Personal information
- Born: 18 June 1951 Budapest, Hungary
- Died: 25 January 2014 (aged 62)

Chess career
- Country: Hungary
- Title: Grandmaster (1974)
- Peak rating: 2610 (January 1988)
- Peak ranking: No. 12 (January 1989)

= Gyula Sax =

Hungarian chess grandmaster (1951–2014)

Gyula Sax (18 June 1951 – 25 January 2014) was a Hungarian chess grandmaster and international arbiter.

== Chess career ==
Sax was born on 18 June 1951 in Budapest, Hungary. In 1972, he won the European Junior Chess Championship in Groningen. He was awarded the IM title in 1972 and the GM title in 1974. He was the Hungarian Chess Champion in 1976 and (jointly) 1977.

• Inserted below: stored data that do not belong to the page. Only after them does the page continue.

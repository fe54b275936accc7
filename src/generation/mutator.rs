//! Fallback mutation for candidates the loop could not make unique
//!
//! A literal perturbation, not a rewrite: one or two table substitutions
//! picked at random among the entries that match, then re-sanitized.

use rand::seq::SliceRandom;
use rand::Rng;
use regex::Regex;

use super::sanitize;

/// (pattern, replacement). Patterns are case-insensitive.
const SUBSTITUTIONS: &[(&str, &str)] = &[
    (r"\bvery\b", "really"),
    (r"\bimportant\b", "key"),
    (r"\bamazing\b", "remarkable"),
    (r"\bfast\b", "quickly"),
    (r"\bchanging\b", "evolving"),
    (r"\btechnology\b", "tech"),
    (r"\bpeople\b", "folks"),
    (r"\bnew\b", "fresh"),
    (r"\bbig\b", "major"),
    (r"\bin fact\b", "actually"),
    (r"\bdid you know\b", "fun fact:"),
    ("とても", "すごく"),
    ("重要", "大切"),
    ("実は", "じつは"),
    ("知ってた？", "ご存じですか？"),
    ("驚き", "びっくり"),
    ("最新", "最先端"),
];

/// Applies a small fixed substitution table
pub struct FallbackMutator {
    table: Vec<(Regex, &'static str)>,
    max_chars: usize,
}

impl FallbackMutator {
    pub fn new(max_chars: usize) -> Self {
        let table = SUBSTITUTIONS
            .iter()
            .map(|(pattern, replacement)| {
                (
                    Regex::new(&format!("(?i){}", pattern)).unwrap(),
                    *replacement,
                )
            })
            .collect();
        FallbackMutator { table, max_chars }
    }

    /// Apply 1–2 randomly chosen matching substitutions, then re-sanitize.
    /// Text no entry matches is only re-sanitized.
    pub fn mutate<R: Rng>(&self, text: &str, rng: &mut R) -> String {
        let matching: Vec<&(Regex, &'static str)> = self
            .table
            .iter()
            .filter(|(re, _)| re.is_match(text))
            .collect();

        if matching.is_empty() {
            tracing::debug!("No fallback substitution matches; leaving text unchanged");
            return sanitize(text, self.max_chars);
        }

        let count = rng.gen_range(1..=2).min(matching.len());
        let mut mutated = text.to_string();
        for (re, replacement) in matching.choose_multiple(rng, count) {
            mutated = re.replace_all(&mutated, *replacement).into_owned();
            tracing::debug!("Fallback substitution {} -> {}", re.as_str(), replacement);
        }

        sanitize(&mutated, self.max_chars)
    }
}
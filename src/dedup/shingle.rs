//! Character shingles (n-grams) over normalized text
//!
//! Spaces are dropped before windowing so scripts without word boundaries
//! (Japanese, Chinese) compare by character adjacency like everything else.

use std::collections::{HashMap, HashSet};

/// Default shingle length
pub const DEFAULT_SHINGLE_SIZE: usize = 2;

fn compact_chars(normalized: &str) -> Vec<char> {
    normalized.chars().filter(|&c| c != ' ').collect()
}

/// Set of length-`n` character shingles of already-normalized text.
///
/// Text shorter than `n` yields itself as the only shingle, or nothing when empty.
pub fn shingles(normalized: &str, n: usize) -> HashSet<String> {
    let chars = compact_chars(normalized);
    let n = n.max(1);

    if chars.len() < n {
        let mut set = HashSet::new();
        if !chars.is_empty() {
            set.insert(chars.iter().collect());
        }
        return set;
    }

    chars.windows(n).map(|w| w.iter().collect()).collect()
}

/// Shingles ordered by occurrence count (descending), first occurrence breaking ties.
pub fn shingle_frequencies(normalized: &str, n: usize) -> Vec<(String, usize)> {
    let chars = compact_chars(normalized);
    let n = n.max(1);

    if chars.len() < n {
        return if chars.is_empty() {
            Vec::new()
        } else {
            vec![(chars.iter().collect(), 1)]
        };
    }

    // (count, first position) per shingle
    let mut stats: HashMap<String, (usize, usize)> = HashMap::new();
    for (pos, window) in chars.windows(n).enumerate() {
        let entry = stats.entry(window.iter().collect()).or_insert((0, pos));
        entry.0 += 1;
    }

    let mut ranked: Vec<(String, usize, usize)> = stats
        .into_iter()
        .map(|(s, (count, first))| (s, count, first))
        .collect();
    ranked.sort_by(|a, b| b.1.cmp(&a.1).then(a.2.cmp(&b.2)));
    ranked.into_iter().map(|(s, count, _)| (s, count)).collect()
}

/// Top-`k` most frequent shingles, used as negative guidance for the next prompt.
pub fn block_terms(normalized: &str, n: usize, k: usize) -> Vec<String> {
    shingle_frequencies(normalized, n)
        .into_iter()
        .take(k)
        .map(|(s, _)| s)
        .collect()
}
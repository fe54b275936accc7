//! Duplicate Detection
//!
//! Keeps generated posts from repeating earlier ones:
//! - Normalization (case, punctuation, whitespace)
//! - Character shingles, language-agnostic (CJK included)
//! - Jaccard overlap + 64-bit SimHash / Hamming distance
//! - A persisted history index queried by full scan

pub mod index;
pub mod normalize;
pub mod shingle;
pub mod similarity;

pub use index::{Candidate, HistoryIndex, HistoryRecord};
pub use normalize::normalize;
pub use shingle::{block_terms, shingles, DEFAULT_SHINGLE_SIZE};
pub use similarity::{fingerprint, hamming, jaccard, nearest, simhash, Neighbor};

Sax placed first at Rovinj–Zagreb 1975, Vinkovci 1976, Las Palmas Invitation (together with Vladimir Tukmakov) 1978, IBM international chess tournament 1979 (together with Vlastimil Hort), and Wijk aan Zee 1989 (shared in a four-way tie). He won the 1978 Canadian Open Chess Championship and the strong Lugano Open in 1984.

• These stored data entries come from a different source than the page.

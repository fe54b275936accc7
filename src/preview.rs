//! Preview log and run payload
//!
//! The preview log is an append-only Markdown file with one section per
//! generated post:
//!
//! ```text
//! ## Post Preview (2026-10-19T09:00:00+09:00)
//!
//! <post text>
//!
//! - provider: claude_code
//!
//! Posted: https://x.com/i/web/status/123
//! ```
//!
//! It doubles as the recovery source for the history index, so dry runs are
//! written under a different heading that recovery skips. The payload file
//! holds only the latest run and is overwritten every time.

use serde::{Deserialize, Serialize};
use std::fs::{self, OpenOptions};
use std::io::Write;
use std::path::{Path, PathBuf};

use crate::error::Result;

/// Heading text that opens every entry
pub const ENTRY_MARKER: &str = "Post Preview (";

/// Heading for dry-run sections; never read back as history
pub const DRY_RUN_MARKER: &str = "Dry Run Preview (";

/// Heading text written by older releases
const LEGACY_ENTRY_MARKER: &str = "Tweet Preview (";

/// Label some older entries put between the heading and the text
const CONTENT_LABEL: &str = "**Content:**";

/// One section of the preview log
#[derive(Debug, Clone, Default)]
pub struct PreviewEntry {
    pub text: String,
    pub metadata: Vec<(String, String)>,
    pub posted_url: Option<String>,
    pub dry_run: bool,
}

impl PreviewEntry {
    pub fn new(text: impl Into<String>) -> Self {
        PreviewEntry {
            text: text.into(),
            ..Default::default()
        }
    }

    pub fn with_meta(mut self, key: impl Into<String>, value: impl Into<String>) -> Self {
        self.metadata.push((key.into(), value.into()));
        self
    }

    pub fn with_url(mut self, url: Option<String>) -> Self {
        self.posted_url = url;
        self
    }

    pub fn dry_run(mut self, dry_run: bool) -> Self {
        self.dry_run = dry_run;
        self
    }
}

/// Append-only Markdown log of generated posts
#[derive(Debug, Clone)]
pub struct PreviewLog {
    path: PathBuf,
}

impl PreviewLog {
    pub fn new(path: impl Into<PathBuf>) -> Self {
        PreviewLog { path: path.into() }
    }

    pub fn path(&self) -> &Path {
        &self.path
    }

    /// Append one entry section
    pub fn append(&self, entry: &PreviewEntry) -> Result<()> {
        if let Some(parent) = self.path.parent() {
            if !parent.as_os_str().is_empty() {
                fs::create_dir_all(parent)?;
            }
        }

        let ts = chrono::Local::now().to_rfc3339_opts(chrono::SecondsFormat::Secs, false);
        let marker = if entry.dry_run {
            DRY_RUN_MARKER
        } else {
            ENTRY_MARKER
        };
        let mut section = format!("\n\n## {}{})\n\n", marker, ts);
        section.push_str(&entry.text.replace(['\r', '\n'], " "));
        section.push_str("\n\n");

        if !entry.metadata.is_empty() {
            for (key, value) in &entry.metadata {
                section.push_str(&format!("- {}: {}\n", key, value));
            }
            section.push('\n');
        }

        if let Some(url) = &entry.posted_url {
            section.push_str(&format!("Posted: {}\n", url));
        }

        let mut file = OpenOptions::new()
            .create(true)
            .append(true)
            .open(&self.path)?;
        file.write_all(section.as_bytes())?;
        Ok(())
    }

    /// Entry texts in log order. A missing log has no entries.
    pub fn entries(&self) -> Result<Vec<String>> {
        if !self.path.exists() {
            return Ok(Vec::new());
        }
        let content = fs::read_to_string(&self.path)?;
        Ok(parse_entries(&content))
    }
}

fn is_marker(line: &str) -> bool {
    let trimmed = line.trim_start();
    if !trimmed.starts_with('#') {
        return false;
    }
    let heading = trimmed.trim_start_matches('#').trim_start();
    heading.starts_with(ENTRY_MARKER) || heading.starts_with(LEGACY_ENTRY_MARKER)
}

/// First non-blank line after each marker heading
pub fn parse_entries(content: &str) -> Vec<String> {
    let mut entries = Vec::new();
    let mut pending = false;

    for line in content.lines() {
        let trimmed = line.trim();
        if pending && !trimmed.is_empty() {
            if trimmed == CONTENT_LABEL {
                continue;
            }
            entries.push(trimmed.to_string());
            pending = false;
        } else if is_marker(line) {
            pending = true;
        }
    }

    entries
}

/// Outcome of the posting step, as written to the payload
#[derive(Debug, Clone, Serialize, Deserialize)]
pub struct PostResult {
    pub success: bool,
    pub dry_run: bool,
    pub post_id: Option<String>,
    pub url: Option<String>,
    pub posted_at: Option<String>,
    pub error: Option<String>,
}

/// Latest run, overwritten every time
#[derive(Debug, Clone, Serialize, Deserialize)]
pub struct Payload {
    pub text: String,
    pub generated_at: String,
    pub provider: String,
    pub model: Option<String>,
    pub topic: Option<String>,
    /// "accepted" or "mutated"
    pub resolution: String,
    pub attempts: u32,
    pub result: PostResult,
}

/// Overwrite the payload file
pub fn save_payload(path: &Path, payload: &Payload) -> Result<()> {
    if let Some(parent) = path.parent() {
        if !parent.as_os_str().is_empty() {
            fs::create_dir_all(parent)?;
        }
    }
    let json = serde_json::to_string_pretty(payload)?;
    fs::write(path, json)?;
    Ok(())
}

#[cfg(test)]
mod tests {
    use super::*;

    #[test]
    fn test_append_then_entries() {
        let dir = tempfile::tempdir().unwrap();
        let log = PreviewLog::new(dir.path().join("out").join("preview.md"));

        log.append(
            &PreviewEntry::new("First line\nwraps")
                .with_meta("provider", "claude_code")
                .with_url(Some("https://x.com/i/web/status/1".to_string())),
        )
        .unwrap();
        log.append(&PreviewEntry::new("#Rust second post")).unwrap();
        log.append(&PreviewEntry::new("never published").dry_run(true))
            .unwrap();

        assert_eq!(
            log.entries().unwrap(),
            vec!["First line wraps".to_string(), "#Rust second post".to_string()]
        );

        let raw = fs::read_to_string(log.path()).unwrap();
        assert!(raw.contains("- provider: claude_code"));
        assert!(raw.contains("Posted: https://x.com/i/web/status/1"));
        assert!(raw.contains("## Dry Run Preview ("));
    }

    #[test]
    fn test_missing_log_has_no_entries() {
        let dir = tempfile::tempdir().unwrap();
        let log = PreviewLog::new(dir.path().join("preview.md"));
        assert!(log.entries().unwrap().is_empty());
    }

    #[test]
    fn test_parse_legacy_sections() {
        let content = "\n\n# Tweet Preview (2025-01-01T00:00:00+09:00)\n\nOld style post\n\nPosted: x\n\
                       \n\n## Tweet Preview (2025-01-02T00:00:00+09:00)\n\n**Content:**\nLabelled post\n\n\
                       **Metadata:**\n- model: gpt\n";
        assert_eq!(
            parse_entries(content),
            vec!["Old style post".to_string(), "Labelled post".to_string()]
        );
    }

    #[test]
    fn test_parse_ignores_unrelated_headings() {
        let content = "# Notes\n\nnot an entry\n\n## Post Preview (t)\n\n\n  padded text  \n";
        assert_eq!(parse_entries(content), vec!["padded text".to_string()]);
    }

    #[test]
    fn test_save_payload_overwrites() {
        let dir = tempfile::tempdir().unwrap();
        let path = dir.path().join("payload.json");
        let mut payload = Payload {
            text: "first".to_string(),
            generated_at: "now".to_string(),
            provider: "claude_code".to_string(),
            model: None,
            topic: None,
            resolution: "accepted".to_string(),
            attempts: 1,
            result: PostResult {
                success: true,
                dry_run: true,
                post_id: Some("dry-run-1".to_string()),
                url: None,
                posted_at: None,
                error: None,
            },
        };
        save_payload(&path, &payload).unwrap();
        payload.text = "second".to_string();
        save_payload(&path, &payload).unwrap();

        let loaded: Payload = serde_json::from_str(&fs::read_to_string(&path).unwrap()).unwrap();
        assert_eq!(loaded.text, "second");
        assert!(loaded.result.success);
    }
}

Sax participated twice in a row in the Candidates Tournament – after qualifying at the Subotica Interzonal in 1987 and at the Manila Interzonal in 1990 respectively – but was eliminated in the Candidates in 1988 by Nigel Short (+0=3-2) and in 1991, after 'extra time', by the then sixty-year-old Viktor Korchnoi (+1=6-1; +0=1-1 rapid chess). Sax's highest Elo rating was 2610 in January 1988 and again in January 1989; his best world ranking was position 12 shared, in the half-year-list of January-to-June 1989.

== Death and legacy ==
Sax died of a heart attack on 25 January 2014, at the age of 62. He reportedly lived in seclusion in the last two decades of his life. Judit Polgár paid tribute to him shortly after his death:
Gyula Sax was one of the greatest chess players of Hungary. He was the first GM who treated me as a fellow chess player when I was only 9 years old. He was ready to analyze positions with me, and shared ideas and by doing so he gave me a lot of self-confidence. Later I met him in many different occasions, we played against each other, and played in the national team together. He was also an Olympic gold medalist and a fantastically energetic attacking player!

Sax's funeral was held in Kecskemét on 7 February 2014.

==Notable chess games==
- Vasily Smyslov vs Gyula Sax, Tilburg 1979, King's Indian, Fianchetto Variation (A49), 0-1. A close and symmetrical endgame is won by Sax against endgame master and former world champion Smyslov.